Security researchers have discovered a new class of DNS vulnerabilities affecting a major DNS Service (DNSaaS) provider that allows attackers to gain access to confidential information on corporate networks.

DNSaaS providers (also known as managed DNS providers) provide DNS rental services to other organizations that do not want to independently manage and secure their other network assets. As revealed at the Black Hat security conference, according to Wiz researchers Shir Tamari and Ami Luttwak at cloud security firm, these DNS flaws provide threat actors with the ability to gather national intelligence in a simple domain registration.

From domain name registration to brute force eavesdropping of traffic:

As they described, the exploitation process is very simple. You registered a domain and used it to hijack your DNSaaS  provider’s   name servers (in this case Amazon Route 53), enabling eavesdropping. Dynamic   DNS traffic  streaming from Route53 customer’s network.

“We’ve found a simple loophole that allows us to intercept some of the world’s dynamic DNS traffic through managed DNS providers like Amazon and Google,” Wiz researchers said.

Eavesdropping dynamic DNS traffic on was from over 15,000 organizations, including Fortune 500 companies 45 US government agencies 85 international government agencies.” from very sensitive details of an organization’s infrastructure, including network devices exposed to the Internet. For  researchers used network traffic received from 40,000 corporate endpoints to map the location of one of the world’s largest service companies’ offices.

The information gathered in this way provides a “bird’s-eye view of what happens within businesses and governments” and “national-level information,” making it easier for threat actors to compromise an organization’s network. You can do it. Intelligence  research found no evidence that the DNS vulnerabilities they discovered had previously been exploited in the wild, but as they explain, knowledge of the problem and the technology to exploit it One person said, “We have collected data that has not been detected for more than 10 years.” At  Black Hat “The impact is the bar. In the registration of the three name servers of the six major DNSaaS providers we investigated. It was vulnerable. ” All cloud providers, domain registrars and website hosts that offer DNSaaS are vulnerable.

Fixed by some and annoying other users What makes the situation of worse two major DNS providers (Google and Amazon) have already fixed such DNS bugs However, other providers are still vulnerable and expose millions of devices to attack.

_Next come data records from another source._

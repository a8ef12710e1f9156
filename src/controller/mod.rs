//! Orchestrators for boards, columns and cards.
//!
//! Every mutating operation follows the same state machine: it starts
//! `Pending` with a snapshot of the list it may touch, then either
//! `Committed` once the server accepted it or `RolledBack`, in which case
//! the snapshot is restored. Operations that fail a local precondition
//! never leave `Idle`.

use crate::error::{Result, TaskboardError};
use uuid::Uuid;

pub mod board;
pub mod card;
pub mod column;
pub mod session;

pub use board::BoardController;
pub use card::{CardController, CardEvent};
pub use column::{ColumnController, ColumnEdit, LoadTicket};
pub use session::BoardSession;

/// Observable phase of the last mutating operation
#[derive(Debug, Clone, Copy, Default, PartialEq, Eq)]
pub enum MutationPhase {
    #[default]
    Idle,
    Pending,
    Committed,
    RolledBack,
}

#[derive(Debug, Clone, Default)]
pub enum MutationState<S> {
    #[default]
    Idle,
    Pending(S),
    Committed,
    RolledBack,
}

impl<S> MutationState<S> {
    /// Enters `Pending`, holding the state to restore on failure
    pub fn begin(&mut self, snapshot: S) {
        *self = Self::Pending(snapshot);
    }

    pub fn commit(&mut self) {
        *self = Self::Committed;
    }

    /// Enters `RolledBack` and hands back the snapshot, if one was pending
    pub fn rollback(&mut self) -> Option<S> {
        match std::mem::replace(self, Self::RolledBack) {
            Self::Pending(snapshot) => Some(snapshot),
            _ => None,
        }
    }

    pub fn phase(&self) -> MutationPhase {
        match self {
            Self::Idle => MutationPhase::Idle,
            Self::Pending(_) => MutationPhase::Pending,
            Self::Committed => MutationPhase::Committed,
            Self::RolledBack => MutationPhase::RolledBack,
        }
    }
}

/// Identifies one selection of a board view
///
/// Responses requested under an older token belong to a view that is no
/// longer displayed and are discarded.
#[derive(Debug, Clone, Copy, PartialEq, Eq, Hash)]
pub struct ViewToken(Uuid);

impl ViewToken {
    pub fn issue() -> Self {
        Self(Uuid::new_v4())
    }
}

/// The single open context menu, if any
#[derive(Debug, Clone, Copy, PartialEq, Eq)]
pub struct MenuState<Id>(Option<Id>);

impl<Id> Default for MenuState<Id> {
    fn default() -> Self {
        Self(None)
    }
}

impl<Id: Copy + Eq> MenuState<Id> {
    /// Opens the menu for `id`, or closes it if it was already open
    pub fn toggle(&mut self, id: Id) {
        self.0 = if self.0 == Some(id) { None } else { Some(id) };
    }

    pub fn close(&mut self) {
        self.0 = None;
    }

    /// Closes the menu if it belongs to `id`
    pub fn forget(&mut self, id: Id) {
        if self.0 == Some(id) {
            self.0 = None;
        }
    }

    pub fn active(&self) -> Option<Id> {
        self.0
    }

    pub fn is_open(&self, id: Id) -> bool {
        self.0 == Some(id)
    }
}

/// Fails fast when a path ID and the record's own ID disagree
pub(crate) fn ensure_same_id(path_id: i64, record_id: i64) -> Result<()> {
    if path_id != record_id {
        return Err(TaskboardError::IdMismatch { path_id, record_id });
    }
    Ok(())
}

pub(crate) fn ensure_title(title: &str, entity: &'static str) -> Result<()> {
    if title.trim().is_empty() {
        return Err(TaskboardError::BlankTitle { entity });
    }
    Ok(())
}

#[cfg(test)]
mod tests {
    use super::*;

    #[test]
    fn test_mutation_state_commit() {
        let mut state = MutationState::default();
        assert_eq!(state.phase(), MutationPhase::Idle);

        state.begin(vec![1, 2, 3]);
        assert_eq!(state.phase(), MutationPhase::Pending);

        state.commit();
        assert_eq!(state.phase(), MutationPhase::Committed);
        assert!(state.rollback().is_none());
    }

    #[test]
    fn test_mutation_state_rollback_returns_snapshot() {
        let mut state = MutationState::default();
        state.begin(vec![1, 2, 3]);

        assert_eq!(state.rollback(), Some(vec![1, 2, 3]));
        assert_eq!(state.phase(), MutationPhase::RolledBack);
    }

    #[test]
    fn test_menu_state_holds_one_menu() {
        let mut menu = MenuState::default();
        menu.toggle(10);
        assert!(menu.is_open(10));

        menu.toggle(11);
        assert_eq!(menu.active(), Some(11));
        assert!(!menu.is_open(10));

        menu.forget(10);
        assert_eq!(menu.active(), Some(11));
        menu.forget(11);
        assert_eq!(menu.active(), None);

        menu.toggle(12);
        menu.toggle(12);
        assert_eq!(menu.active(), None);
    }

    #[test]
    fn test_view_tokens_are_distinct() {
        assert_ne!(ViewToken::issue(), ViewToken::issue());
    }

    #[test]
    fn test_preconditions() {
        assert!(ensure_same_id(1, 1).is_ok());
        assert!(matches!(
            ensure_same_id(1, 2),
            Err(TaskboardError::IdMismatch {
                path_id: 1,
                record_id: 2
            })
        ));
        assert!(ensure_title(" \t", "Card").is_err());
        assert!(ensure_title("Ok", "Card").is_ok());
    }
}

Moreover, it’s not clear who has to fix important DNS bugs. Windows endpoints are on the internal network. A dynamic DNS algorithm could be tuned to allow traffic to be leaked to a malicious DNS server, and Microsoft has already said Wiz this is not a vulnerability.

As Microsoft explained, this flaw is “a known misconfiguration that occurs when an organization uses an external DNS resolver.”

Redmond advises internal and external hosts to use different DNS names and regions to avoid DNS conflicts and network issues, and details on how to properly configure DNS dynamic updates on Windows. Provides a manual about.

The managed DNS provider correctly passes the RFC “Reserved Name” specification, confirms ownership, confirms the domain and issues name server hijacking before allowing customers to register. Can be resolved. Companies that rent DNS servers can also modify the Start of Authority (SOA) record to block internal network traffic that is leaking through dynamic DNS updates.